The data is from TA Wasambo in Karonga district (Northen Malawi). This data is for boreholes/handpumps that people mostly rely on for drinking water collection, secondary to wells and rivers. The data were collected in June 2013, and my interests are:

Objectives

  1. To know the users of boreholes per village.
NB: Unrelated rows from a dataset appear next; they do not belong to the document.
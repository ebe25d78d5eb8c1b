use std::time::Duration;

use anyhow::Context;
use async_trait::async_trait;
use serde::Deserialize;
use thiserror::Error;

use crate::models::RepoLocator;

const GITHUB_API_URL: &str = "https://api.github.com";
const USER_AGENT: &str = concat!("repolens/", env!("CARGO_PKG_VERSION"));

/// Hard cap on raw tree entries before filtering; larger repositories are
/// rejected as `TooLarge`.
const MAX_TREE_ENTRIES: usize = 50_000;

/// Directories that are skipped entirely during analysis: vendored
/// dependencies, build output, caches, and test fixtures.
pub const EXCLUDED_DIRS: &[&str] = &[
    "tests",
    "test",
    "example",
    "examples",
    ".venv",
    "venv",
    ".git",
    ".vscode",
    "cypress",
    "node_modules",
    "__pycache__",
    ".pytest_cache",
    ".mypy_cache",
    "dist",
    "build",
    ".tox",
    "target",
    "vendor",
];

/// File extensions worth keeping in the tree listing.
const SOURCE_EXTENSIONS: &[&str] = &[
    "py", "ts", "tsx", "js", "jsx", "rs", "go", "java", "rb", "c", "h", "cpp", "cs", "kt",
    "swift", "md", "txt", "toml", "yaml", "yml", "json",
];

/// Manifest files whose contents are fetched for dependency extraction.
const PACKAGE_FILES: &[&str] = &["package.json", "requirements.txt", "Cargo.toml", "go.mod"];

/// Failures from the repository fetch boundary, typed so the fetch stage can
/// classify them: `NotFound` and `TooLarge` are fatal, the rest are worth a
/// retry.
#[derive(Debug, Error)]
pub enum FetchError {
    #[error("repository {0} not found or not accessible")]
    NotFound(String),

    #[error("rate limited by the upstream API")]
    RateLimited,

    #[error("repository too large to analyze: {0}")]
    TooLarge(String),

    #[error("upstream returned status {0}")]
    UpstreamStatus(u16),

    #[error(transparent)]
    Network(#[from] reqwest::Error),

    #[error(transparent)]
    Other(#[from] anyhow::Error),
}

#[derive(Debug, Clone)]
pub struct RepoFile {
    pub path: String,
    pub size: u64,
    /// Only populated for the readme and manifest files.
    pub content: Option<String>,
}

/// Snapshot of a remote repository, bounded by the fetcher's limits.
#[derive(Debug, Clone)]
pub struct FetchedRepo {
    pub owner: String,
    pub name: String,
    pub description: Option<String>,
    pub default_branch: String,
    pub files: Vec<RepoFile>,
    /// True when the listing was cut off by the API or by `max_files`.
    pub truncated: bool,
}

#[async_trait]
pub trait RepositoryFetcher: Send + Sync {
    async fn fetch(&self, locator: &RepoLocator) -> Result<FetchedRepo, FetchError>;
}

// ── GitHub REST implementation ────────────────────────────────────────

pub struct GitHubFetcher {
    client: reqwest::Client,
    base_url: String,
    token: Option<String>,
    max_files: usize,
    max_file_bytes: u64,
}

#[derive(Deserialize)]
struct RepoMetadata {
    name: String,
    description: Option<String>,
    default_branch: String,
}

#[derive(Deserialize)]
struct TreeResponse {
    tree: Vec<TreeEntry>,
    #[serde(default)]
    truncated: bool,
}

#[derive(Deserialize)]
struct TreeEntry {
    path: String,
    #[serde(rename = "type")]
    kind: String,
    #[serde(default)]
    size: u64,
}

impl GitHubFetcher {
    pub fn new(token: Option<String>, timeout: Duration) -> anyhow::Result<Self> {
        let client = reqwest::Client::builder()
            .timeout(timeout)
            .user_agent(USER_AGENT)
            .build()
            .context("Failed to build GitHub HTTP client")?;
        Ok(Self {
            client,
            base_url: GITHUB_API_URL.to_string(),
            token,
            max_files: 2000,
            max_file_bytes: 512 * 1024,
        })
    }

    fn get(&self, url: &str) -> reqwest::RequestBuilder {
        let mut req = self
            .client
            .get(url)
            .header("Accept", "application/vnd.github+json");
        if let Some(ref token) = self.token {
            req = req.bearer_auth(token);
        }
        req
    }

    async fn repo_metadata(&self, locator: &RepoLocator) -> Result<RepoMetadata, FetchError> {
        let url = format!("{}/repos/{}/{}", self.base_url, locator.owner, locator.name);
        let resp = self.get(&url).send().await?;
        match resp.status().as_u16() {
            200 => Ok(resp.json::<RepoMetadata>().await?),
            404 => Err(FetchError::NotFound(locator.to_string())),
            403 | 429 => Err(FetchError::RateLimited),
            status => Err(FetchError::UpstreamStatus(status)),
        }
    }

    async fn tree(
        &self,
        locator: &RepoLocator,
        branch: &str,
    ) -> Result<TreeResponse, FetchError> {
        let url = format!(
            "{}/repos/{}/{}/git/trees/{}?recursive=1",
            self.base_url, locator.owner, locator.name, branch
        );
        let resp = self.get(&url).send().await?;
        match resp.status().as_u16() {
            200 => Ok(resp.json::<TreeResponse>().await?),
            404 => Err(FetchError::NotFound(locator.to_string())),
            403 | 429 => Err(FetchError::RateLimited),
            status => Err(FetchError::UpstreamStatus(status)),
        }
    }

    /// Fetch one file's raw content. Failures here degrade the analysis
    /// instead of failing it, so the result is an Option.
    async fn file_content(&self, locator: &RepoLocator, path: &str) -> Option<String> {
        let url = format!(
            "{}/repos/{}/{}/contents/{}",
            self.base_url, locator.owner, locator.name, path
        );
        let resp = self
            .get(&url)
            .header("Accept", "application/vnd.github.raw")
            .send()
            .await
            .ok()?;
        if !resp.status().is_success() {
            tracing::debug!(path, status = resp.status().as_u16(), "skipping file content");
            return None;
        }
        resp.text().await.ok()
    }
}

/// Whether a tree path should be kept for analysis.
fn is_relevant_path(path: &str) -> bool {
    let excluded = path
        .split('/')
        .any(|segment| EXCLUDED_DIRS.contains(&segment));
    if excluded {
        return false;
    }
    let file_name = path.rsplit('/').next().unwrap_or(path);
    if PACKAGE_FILES.contains(&file_name) || is_readme_name(file_name) {
        return true;
    }
    match file_name.rsplit_once('.') {
        Some((_, ext)) => SOURCE_EXTENSIONS.contains(&ext.to_ascii_lowercase().as_str()),
        None => false,
    }
}

/// "README", "readme.md", "Readme.rst" and friends.
pub fn is_readme_name(file_name: &str) -> bool {
    let lower = file_name.to_ascii_lowercase();
    lower == "readme" || lower.starts_with("readme.")
}

/// Whether content should be fetched for this path (readme + manifests).
fn wants_content(path: &str) -> bool {
    let file_name = path.rsplit('/').next().unwrap_or(path);
    PACKAGE_FILES.contains(&file_name) || is_readme_name(file_name)
}

#[async_trait]
impl RepositoryFetcher for GitHubFetcher {
    async fn fetch(&self, locator: &RepoLocator) -> Result<FetchedRepo, FetchError> {
        let meta = self.repo_metadata(locator).await?;
        let tree = self.tree(locator, &meta.default_branch).await?;
        if tree.tree.len() > MAX_TREE_ENTRIES {
            return Err(FetchError::TooLarge(format!(
                "{} ({} tree entries)",
                locator,
                tree.tree.len()
            )));
        }

        let mut entries: Vec<TreeEntry> = tree
            .tree
            .into_iter()
            .filter(|e| e.kind == "blob" && is_relevant_path(&e.path))
            .collect();
        let mut truncated = tree.truncated;
        if entries.len() > self.max_files {
            entries.truncate(self.max_files);
            truncated = true;
        }

        let mut files = Vec::with_capacity(entries.len());
        for entry in entries {
            let content = if wants_content(&entry.path) && entry.size <= self.max_file_bytes {
                self.file_content(locator, &entry.path).await
            } else {
                None
            };
            files.push(RepoFile {
                path: entry.path,
                size: entry.size,
                content,
            });
        }

        tracing::info!(
            repo = %locator,
            file_count = files.len(),
            truncated,
            "fetched repository tree"
        );

        Ok(FetchedRepo {
            owner: locator.owner.clone(),
            name: meta.name,
            description: meta.description,
            default_branch: meta.default_branch,
            files,
            truncated,
        })
    }
}

// ── Fixture implementation ────────────────────────────────────────────

/// Serves a canned repository. Used by the test suite and useful for
/// offline runs; an optional gate semaphore lets tests hold fetches open
/// to observe the worker pool mid-flight.
pub struct FixtureFetcher {
    repo: FetchedRepo,
    gate: Option<std::sync::Arc<tokio::sync::Semaphore>>,
}

impl FixtureFetcher {
    pub fn new(repo: FetchedRepo) -> Self {
        Self { repo, gate: None }
    }

    /// Each fetch consumes one permit from the gate before returning.
    pub fn gated(repo: FetchedRepo, gate: std::sync::Arc<tokio::sync::Semaphore>) -> Self {
        Self {
            repo,
            gate: Some(gate),
        }
    }
}

#[async_trait]
impl RepositoryFetcher for FixtureFetcher {
    async fn fetch(&self, _locator: &RepoLocator) -> Result<FetchedRepo, FetchError> {
        if let Some(ref gate) = self.gate {
            let permit = gate
                .acquire()
                .await
                .map_err(|_| anyhow::anyhow!("fetch gate closed"))?;
            permit.forget();
        }
        Ok(self.repo.clone())
    }
}

/// A fetcher that always fails; used to exercise retry and failure paths.
pub struct FailingFetcher {
    pub error_kind: FailingKind,
}

#[derive(Clone, Copy)]
pub enum FailingKind {
    NotFound,
    RateLimited,
}

#[async_trait]
impl RepositoryFetcher for FailingFetcher {
    async fn fetch(&self, locator: &RepoLocator) -> Result<FetchedRepo, FetchError> {
        match self.error_kind {
            FailingKind::NotFound => Err(FetchError::NotFound(locator.to_string())),
            FailingKind::RateLimited => Err(FetchError::RateLimited),
        }
    }
}

// ── Tests ─────────────────────────────────────────────────────────────

#[cfg(test)]
mod tests {
    use super::*;

    #[test]
    fn test_excluded_directories_are_filtered() {
        assert!(!is_relevant_path("node_modules/react/index.js"));
        assert!(!is_relevant_path("src/__pycache__/mod.py"));
        assert!(!is_relevant_path("tests/test_api.py"));
        assert!(!is_relevant_path(".git/config"));
        assert!(!is_relevant_path("target/debug/build.rs"));
    }

    #[test]
    fn test_relevant_source_paths_are_kept() {
        assert!(is_relevant_path("src/main.rs"));
        assert!(is_relevant_path("app/models/user.py"));
        assert!(is_relevant_path("web/src/App.tsx"));
        assert!(is_relevant_path("docs/guide.md"));
        assert!(is_relevant_path("README.md"));
        assert!(is_relevant_path("package.json"));
        assert!(is_relevant_path("go.mod"));
    }

    #[test]
    fn test_irrelevant_extensions_are_dropped() {
        assert!(!is_relevant_path("logo.png"));
        assert!(!is_relevant_path("binary.exe"));
        assert!(!is_relevant_path("Makefile"));
    }

    #[test]
    fn test_readme_name_matching() {
        assert!(is_readme_name("README.md"));
        assert!(is_readme_name("readme"));
        assert!(is_readme_name("Readme.rst"));
        assert!(!is_readme_name("readme-generator.py"));
        assert!(!is_readme_name("NOTREADME.md"));
    }

    #[test]
    fn test_content_wanted_only_for_readme_and_manifests() {
        assert!(wants_content("README.md"));
        assert!(wants_content("backend/requirements.txt"));
        assert!(wants_content("Cargo.toml"));
        assert!(!wants_content("src/main.rs"));
        assert!(!wants_content("docs/guide.md"));
    }

    #[tokio::test]
    async fn test_fixture_fetcher_returns_canned_repo() {
        let repo = FetchedRepo {
            owner: "org".to_string(),
            name: "repo".to_string(),
            description: None,
            default_branch: "main".to_string(),
            files: vec![RepoFile {
                path: "main.go".to_string(),
                size: 10,
                content: None,
            }],
            truncated: false,
        };
        let fetcher = FixtureFetcher::new(repo);
        let locator = RepoLocator::parse("org/repo").unwrap();
        let fetched = fetcher.fetch(&locator).await.unwrap();
        assert_eq!(fetched.files.len(), 1);
        assert_eq!(fetched.default_branch, "main");
    }

    #[tokio::test]
    async fn test_failing_fetcher_kinds() {
        let locator = RepoLocator::parse("org/repo").unwrap();
        let fetcher = FailingFetcher {
            error_kind: FailingKind::NotFound,
        };
        assert!(matches!(
            fetcher.fetch(&locator).await.unwrap_err(),
            FetchError::NotFound(_)
        ));
        let fetcher = FailingFetcher {
            error_kind: FailingKind::RateLimited,
        };
        assert!(matches!(
            fetcher.fetch(&locator).await.unwrap_err(),
            FetchError::RateLimited
        ));
    }
}
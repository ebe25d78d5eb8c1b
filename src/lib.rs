//! Asynchronous GitHub repository analysis service.
//!
//! Repositories are submitted over HTTP, analyzed stage by stage on a
//! bounded worker pool, and streamed back to clients as server-sent
//! events. Finished analyses can be queried in natural language through a
//! chat-completion backend.

pub mod api;
pub mod broadcast;
pub mod config;
pub mod db;
pub mod errors;
pub mod fetcher;
pub mod llm;
pub mod models;
pub mod pipeline;
pub mod qa;
pub mod server;
pub mod stages;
  2. To check if there is a relationship between the costs that were considered before setting the tariff and the amount that is agreed to be paid as a tariff per month now

  3. To check if the actual tariff collected per month, tariff collection frequency, distance to where borehole spare parts are, presence of a service provider, actual tariff collected and conducting preventive maintenance lead to the functionality of boreholes

The goal of this document is to explore, clean, and select the final variables from the borehole Malawi dataset. The selected variables will be used in:

  1. Analysis

  2. Codebook

  3. Making R package

Import data

# library
#data wrangling, tidying,column mutations etc
library(tidyverse)
── Attaching core tidyverse packages ──────────────────────── tidyverse 2.0.0 ──
✔ dplyr     1.1.3     ✔ readr     2.1.4
✔ forcats   1.0.0     ✔ stringr   1.5.0
✔ ggplot2   3.4.4     ✔ tibble    3.2.1
✔ lubridate 1.9.3     ✔ tidyr     1.3.0
✔ purrr     1.0.2     
── Conflicts ────────────────────────────────────────── tidyverse_conflicts() ──
✖ dplyr::filter() masks stats::filter()
✖ dplyr::lag()    masks stats::lag()
ℹ Use the conflicted package (<http://conflicted.r-lib.org/>) to force all conflicts to become errors
#clean column names
library (janitor)

Attaching package: 'janitor'

The following objects are masked from 'package:stats':

    chisq.test, fisher.test
#for EDA
library(explore)

#here here package
library(here)
here() starts at /cloud/project
#making simple tables
library(knitr)

library(dplyr)

#for making dummy variables
library(fastDummies)
Thank you for using fastDummies!
To acknowledge our work, please cite the package:
Kaplan, J. & Schlegel, B. (2023). fastDummies: Fast Creation of Dummy (Binary) Columns and Rows from Categorical Variables. Version 1.7.1. URL: https://github.com/jacobkap/fastDummies, https://jacobkap.github.io/fastDummies/.
## data
#read_csv or read_csv2 to read in a ; separated file does not work for me after consulting perplexity ai for multiple times. In the meantime, I will use read_delim. 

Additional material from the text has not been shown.